A clerk at Suffolk County offices, Christopher Naples, has been accused of strategically putting Bitcoin mining rigs in his workplace at the New York county's Riverhead Center. An IT operations supervisor, Naples is said to have connected up to 46 devices to mine the leading cryptocurrency.
The IT supervisor concealed the BTC rigs in "underneath floorboards" and electrical wall panels. It's believed that some of the devices have been in operation since February this year.
According to Suffolk County district attorney Timothy Sini, crypto mining operations require "an enormous amount of resources." Sini observed that cryptocurrency mining equipment consumes huge amounts of electrical power, and miners also incur "cooling costs." The attorney noted that Naples found a way to provide the resources but "unfortunately," it was at the expense "of taxpayers."
Reports claim that the IT supervisor's actions caused Suffolk County an additional 6,000 USD in electrical costs. Some of the legal implications of Naples' behavior include being charged with theft of personal property and computer trespass. If convicted, the BTC miner stares at a possible jail time of up 15 years.
Naples Pleads Not Guilty, Released Without Bail
Sini was quoted by a news outlet saying that it's unacceptable for "county employees, who are already on the public payroll" to burden taxpayers by using "government resources for their own personal gain." Interestingly, the IT supervisor was released without bail after pleading not guilty.
As Naples awaits a call from investigators, Ghaleb Alaumary, a US-Canadian citizen, was imprisoned for 11 years for helping North Korean military hackers.
According to a federal court in the United States, he will also part with 30 million US dollars in restitution. Located in Ontario, Alaumary agreed with charges of helping the hackers launder their ill-gotten wealth.

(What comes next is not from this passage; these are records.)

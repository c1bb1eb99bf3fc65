//! ESDR Time Series Types
//!
//! Core data types for raw samples: totally ordered timestamps, numeric or
//! text sample values, and the (feed, channel) key every store is indexed by.
//!
//! @version 0.1.0
//! @author AutomataNexus Development Team

use esdr_common::FeedId;
use serde::{Deserialize, Serialize};
use std::cmp::Ordering;
use std::fmt;

// =============================================================================
// Timestamp
// =============================================================================

/// Sample time in seconds since the epoch, totally ordered.
///
/// Always finite; `-0.0` is normalised to `0.0` so equal instants share a key.
#[derive(Debug, Clone, Copy, Serialize, Deserialize)]
#[serde(transparent)]
pub struct Timestamp(f64);

impl Timestamp {
    /// Wrap a finite time. Returns `None` for NaN or infinities.
    pub fn new(secs: f64) -> Option<Self> {
        if !secs.is_finite() {
            return None;
        }
        Some(Self(if secs == 0.0 { 0.0 } else { secs }))
    }

    pub fn secs(self) -> f64 {
        self.0
    }
}

impl PartialEq for Timestamp {
    fn eq(&self, other: &Self) -> bool {
        self.0.total_cmp(&other.0) == Ordering::Equal
    }
}

impl Eq for Timestamp {}

impl PartialOrd for Timestamp {
    fn partial_cmp(&self, other: &Self) -> Option<Ordering> {
        Some(self.cmp(other))
    }
}

impl Ord for Timestamp {
    fn cmp(&self, other: &Self) -> Ordering {
        self.0.total_cmp(&other.0)
    }
}

impl fmt::Display for Timestamp {
    fn fmt(&self, f: &mut fmt::Formatter<'_>) -> fmt::Result {
        write!(f, "{}", self.0)
    }
}

// =============================================================================
// Sample Value
// =============================================================================

/// A stored observation: numeric for measurement channels, text for
/// annotation-style channels.
#[derive(Debug, Clone, PartialEq, Serialize, Deserialize)]
#[serde(untagged)]
pub enum SampleValue {
    Number(f64),
    Text(String),
}

impl SampleValue {
    pub fn as_number(&self) -> Option<f64> {
        match self {
            Self::Number(n) => Some(*n),
            Self::Text(_) => None,
        }
    }

    pub fn is_text(&self) -> bool {
        matches!(self, Self::Text(_))
    }
}

impl fmt::Display for SampleValue {
    fn fmt(&self, f: &mut fmt::Formatter<'_>) -> fmt::Result {
        match self {
            Self::Number(n) => write!(f, "{}", n),
            Self::Text(s) => write!(f, "{}", s),
        }
    }
}

// =============================================================================
// Channel Key
// =============================================================================

/// Identifies one channel of one feed.
#[derive(Debug, Clone, PartialEq, Eq, Hash, PartialOrd, Ord, Serialize, Deserialize)]
pub struct ChannelKey {
    pub feed_id: FeedId,
    pub channel: String,
}

impl ChannelKey {
    pub fn new(feed_id: FeedId, channel: impl Into<String>) -> Self {
        Self {
            feed_id,
            channel: channel.into(),
        }
    }
}

impl fmt::Display for ChannelKey {
    fn fmt(&self, f: &mut fmt::Formatter<'_>) -> fmt::Result {
        write!(f, "feed_{}.{}", self.feed_id, self.channel)
    }
}

// =============================================================================
// Sample
// =============================================================================

/// A single timestamped observation for one channel.
#[derive(Debug, Clone, PartialEq, Serialize, Deserialize)]
pub struct Sample {
    pub time: Timestamp,
    pub value: SampleValue,
}

impl Sample {
    pub fn new(time: Timestamp, value: SampleValue) -> Self {
        Self { time, value }
    }
}

// =============================================================================
// Tests
// =============================================================================

#[cfg(test)]
mod tests {
    use super::*;

    #[test]
    fn test_timestamp_rejects_non_finite() {
        assert!(Timestamp::new(f64::NAN).is_none());
        assert!(Timestamp::new(f64::INFINITY).is_none());
        assert_eq!(Timestamp::new(12.5).map(Timestamp::secs), Some(12.5));
    }

    #[test]
    fn test_timestamp_ordering() {
        let a = Timestamp::new(-1.0).unwrap();
        let b = Timestamp::new(-0.0).unwrap();
        let c = Timestamp::new(0.0).unwrap();
        let d = Timestamp::new(3.25).unwrap();
        assert!(a < b);
        assert_eq!(b, c);
        assert!(c < d);
    }

    #[test]
    fn test_sample_value_untagged() {
        let n: SampleValue = serde_json::from_str("4.5").unwrap();
        assert_eq!(n, SampleValue::Number(4.5));
        let t: SampleValue = serde_json::from_str("\"door opened\"").unwrap();
        assert!(t.is_text());
        assert_eq!(t.as_number(), None);
    }

    #[test]
    fn test_channel_key_display() {
        let key = ChannelKey::new(FeedId(9), "temperature");
        assert_eq!(key.to_string(), "feed_9.temperature");
    }
}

He acted as the hackers' ATM and formulated ways to cash out funds with the help of others. For instance, he helped withdraw funds received from BankIslami, a Pakistani financial institution. With BankIslami, the North Korean hackers were able to override fraud checks and manipulate withdrawal limits and balances. The bank lost over six million US dollars.
Apart from assisting the hackers in moving dirty money, the US-Canadian citizen also pleaded guilty to fraudulently receiving close to ten million US dollars from a Canadian university by masquerading as a representative of a construction company.
North Korean Crypto Hackers Have Stollen $1.7 Billion USD In Crypto
According to the Department of Justice (DOJ), Alaumary "laundered the funds through wire transfers, cash withdrawals," and cryptocurrency. Reports suggest that Hong Kong-based crypto hackers have managed to siphon a total of 1.7 billion USD worth of crypto from virtual currency exchanges.
While Alaumary starts his 11-year sentence, Michael Ackerman may be sentenced to 20 years in jail after pleading guilty to coning investors over 30 million USD.
According to available information, the Ohio man convinced investors to join Q3 Trading Club and deposit US dollars. In return, he would offer a guaranteed 15 percent return after every 30 days.
Audrey Strauss, a Southern District of New York attorney, disclosed that the accused "admitted [to raising] millions of dollars in investments for his fake cryptocurrency scheme."
To strengthen his 15 percent monthly return claim, the attorney revealed that Ackerman doctored his fund's financial records to portray a balance of over 300 million USD. However, the DOJ unearthed that the fund's balance never exceeded $5,000,000.
Court documents also disclosed that the Ohio man used $9 million investors' funds to buy vehicles, real estate and live a lavish lifestyle.
"Invest and Trade in Bitcoin"
According to Strauss, Ackerman told investors that the funds would "be used to invest and trade in Bitcoin and other cryptocurrencies."
Strauss added that "under the terms of his plea, Ackerman agreed to make restitution of at least" 30.6 million USD. He also agreed to forfeit the jewelry, real estate, and other items "fraudulently obtained" using the victims' funds.
Recently, the US Securities and Exchange Commission (SEC) issued a new investor alert on investment scams focusing on cryptocurrencies. The SEC hinged the rise in crypto scams to increasing cryptocurrency popularity.
In a statement, the securities watchdog noted that investors might be driven by fear of missing out, also known as FOMO. The SEC advised investors to "be cautious if" they encounter red flags such as "' guaranteed' high investments returns […], unlicensed/unregistered sellers […], skyrocketing account values […], sounds too good to be true, [… and] fake testimonials."